Today, we’d be discussing about proposal. When can one say it has taken too long for a man to propose to a woman?
Drama and Shawn will share their opinions, and your opinion about this touchy subject also matters.
First, I want to say that there are different reasons why people go into a relationship, sometimes, it’s not about eventually getting married, but about fun and friendship. You need to be sure you know what you and your partner want before you dabble into that relationship. This is because there are a lot of people who are simply in a ‘just fun’ relationship without even knowing it. Define the relationship terms and goals before you start, so you’re sure of what you’re getting into.
That said, I think that it’s pretty simple to tell when a man is serious about settling with you as his partner for life (marriage). If your man, who has made his intentions to get married sometime in the future known to you is very comfortable financially, and still hasn’t proposed to you, then there is something not right with that relationship. There is usually just one thing that keeps a man from proposing to the woman he truly loves — money. Once money is available, men usually do not hold back. If they hold back, then it’s almost certain that they’re having second doubts about the woman. So, I can’t put a time frame to how long I think it should take for a man to propose to the woman he loves, but I think that the comfort level he has financially is what I consider a good yardstick to measure it. If he has no money, he isn’t ready, unless the woman is willing to be the ‘man’ in the marriage. But if he has a stable source of income, and is doing well financially, and still doesn’t propose, that can be considered as ‘stalling’. As the woman, talk to him about it, and if you’re unsatisfied with his response, body language, then, you might be right to take a walk.
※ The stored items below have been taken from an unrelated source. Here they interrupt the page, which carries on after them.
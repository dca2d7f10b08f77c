//! Configuration of the replay buffer.
use crate::error::ReplayError;
use anyhow::Result;
use serde::{Deserialize, Serialize};
use std::{
    default::Default,
    fs::File,
    io::{BufReader, Write},
    path::Path,
};

/// Configuration of [`super::PrioritizedReplayBuffer`], fixed at construction.
///
/// # Examples
///
/// ```rust
/// use replay_core::replay_buffer::ReplayBufferConfig;
///
/// let config = ReplayBufferConfig::default()
///     .capacity(10000)
///     .seed(42)
///     .alpha(0.6)
///     .beta(0.4);
/// ```
#[derive(Debug, Deserialize, Serialize, PartialEq, Clone)]
pub struct ReplayBufferConfig {
    /// Maximum number of transitions retained. When the buffer is full, the
    /// oldest transition is evicted first. Must be positive.
    pub capacity: usize,

    /// Seed of the random number generator used for sampling. Sampling is
    /// reproducible for a fixed seed and call sequence.
    pub seed: u64,

    /// Discount factor applied to predicted future value in TD-error and
    /// target computation. Must be in `[0, 1]`.
    pub discount: f32,

    /// Exponent for prioritization. 0 gives uniform sampling, 1 gives fully
    /// priority-proportional sampling. Must be in `[0, 1]`.
    pub alpha: f32,

    /// Initial exponent of the importance-sampling bias correction. Must be
    /// in `[0, 1]`.
    pub beta: f32,

    /// Final exponent of the importance-sampling bias correction. Equal to
    /// `beta` by default, which keeps the exponent constant. Must be in
    /// `[0, 1]`.
    pub beta_final: f32,

    /// Priority updates after which beta reaches `beta_final`. Must be
    /// positive.
    pub n_updates_final: usize,

    /// Floor added to `|td_error|` so that no priority is ever exactly zero.
    /// Must be positive.
    pub epsilon: f32,
}

impl Default for ReplayBufferConfig {
    fn default() -> Self {
        Self {
            capacity: 10000,
            seed: 42,
            discount: 0.95,
            alpha: 0.6,
            beta: 0.4,
            beta_final: 0.4,
            n_updates_final: 500_000,
            epsilon: 1e-6,
        }
    }
}

impl ReplayBufferConfig {
    /// Sets the capacity of the buffer.
    pub fn capacity(mut self, capacity: usize) -> Self {
        self.capacity = capacity;
        self
    }

    /// Sets the random seed for sampling.
    pub fn seed(mut self, seed: u64) -> Self {
        self.seed = seed;
        self
    }

    /// Sets the discount factor.
    pub fn discount(mut self, discount: f32) -> Self {
        self.discount = discount;
        self
    }

    /// Sets the prioritization exponent `alpha`.
    pub fn alpha(mut self, alpha: f32) -> Self {
        self.alpha = alpha;
        self
    }

    /// Sets the initial importance-sampling exponent `beta`.
    pub fn beta(mut self, beta: f32) -> Self {
        self.beta = beta;
        self
    }

    /// Sets the final importance-sampling exponent.
    pub fn beta_final(mut self, beta_final: f32) -> Self {
        self.beta_final = beta_final;
        self
    }

    /// Sets the number of priority updates over which beta is annealed.
    pub fn n_updates_final(mut self, n_updates_final: usize) -> Self {
        self.n_updates_final = n_updates_final;
        self
    }

    /// Sets the zero-priority floor `epsilon`.
    pub fn epsilon(mut self, epsilon: f32) -> Self {
        self.epsilon = epsilon;
        self
    }

    /// Checks that every parameter is in its sane range.
    ///
    /// Fails with [`ReplayError::InvalidConfiguration`] on the first
    /// violation. Run at buffer construction.
    pub fn validate(&self) -> Result<()> {
        if self.capacity == 0 {
            return Err(invalid("capacity must be positive"));
        }
        if !(0.0..=1.0).contains(&self.discount) {
            return Err(invalid("discount must be in [0, 1]"));
        }
        if !(0.0..=1.0).contains(&self.alpha) {
            return Err(invalid("alpha must be in [0, 1]"));
        }
        if !(0.0..=1.0).contains(&self.beta) {
            return Err(invalid("beta must be in [0, 1]"));
        }
        if !(0.0..=1.0).contains(&self.beta_final) {
            return Err(invalid("beta_final must be in [0, 1]"));
        }
        if self.n_updates_final == 0 {
            return Err(invalid("n_updates_final must be positive"));
        }
        if !(self.epsilon > 0.0) {
            return Err(invalid("epsilon must be positive"));
        }
        Ok(())
    }

    /// Loads the configuration from a YAML file.
    pub fn load(path: impl AsRef<Path>) -> Result<Self> {
        let file = File::open(path)?;
        let rdr = BufReader::new(file);
        let b = serde_yaml::from_reader(rdr)?;
        Ok(b)
    }

    /// Saves the configuration to a YAML file.
    pub fn save(&self, path: impl AsRef<Path>) -> Result<()> {
        let mut file = File::create(path)?;
        file.write_all(serde_yaml::to_string(&self)?.as_bytes())?;
        Ok(())
    }
}

fn invalid(msg: &str) -> anyhow::Error {
    ReplayError::InvalidConfiguration(msg.into()).into()
}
I’d say it depends on certain factors. A lot of men tend to date other women for a very long time and then leave them for other ‘suitable’ women when they are ready for marriage. But this is really wrong.
There are so many factors that could prompt one to say “this has taken too long”; age, duration of the relationship, how far the relationship has come etc. I’d share my opinion on the three subjects mentioned.
The age factor is an important one; ladies tend to get worried when they draw close to the their 30s, and while this is something most men can’t understand, I feel it’s something they should accept — women will always get worried and ask questions when they are around this age, and they deserve genuine answers.
The duration of the relationship is another one. You don’t have to date a lady for 10 years before you propose to her. Dating a lady for a year or two or even less should be enough to tell you whether to take the relationship further or not. If you feel the relationship isn’t right, it’s better to end it at that time than waste the woman’s time, and if you feel the relationship is right then you should try to sort things out and take it further. Sometimes, certain factors like finance and other things might not be ready at the time, but you can always start small, and you should at least communicate your fears and worries with her.
Thirdly, how far has the relationship come? There is a stage the relationship will get to and you just know deep within you that you should take it further. If you keep stalling and wasting precious time, then the relationship might reach its peak and probably begin to decline, and the love that once existed will turn sour gradually.
I believe that there is time for everything, and these factors to me should determine whether your proposal has taken too long.
That’s our take on this topic, but then when can you really say a proposal has taken too long?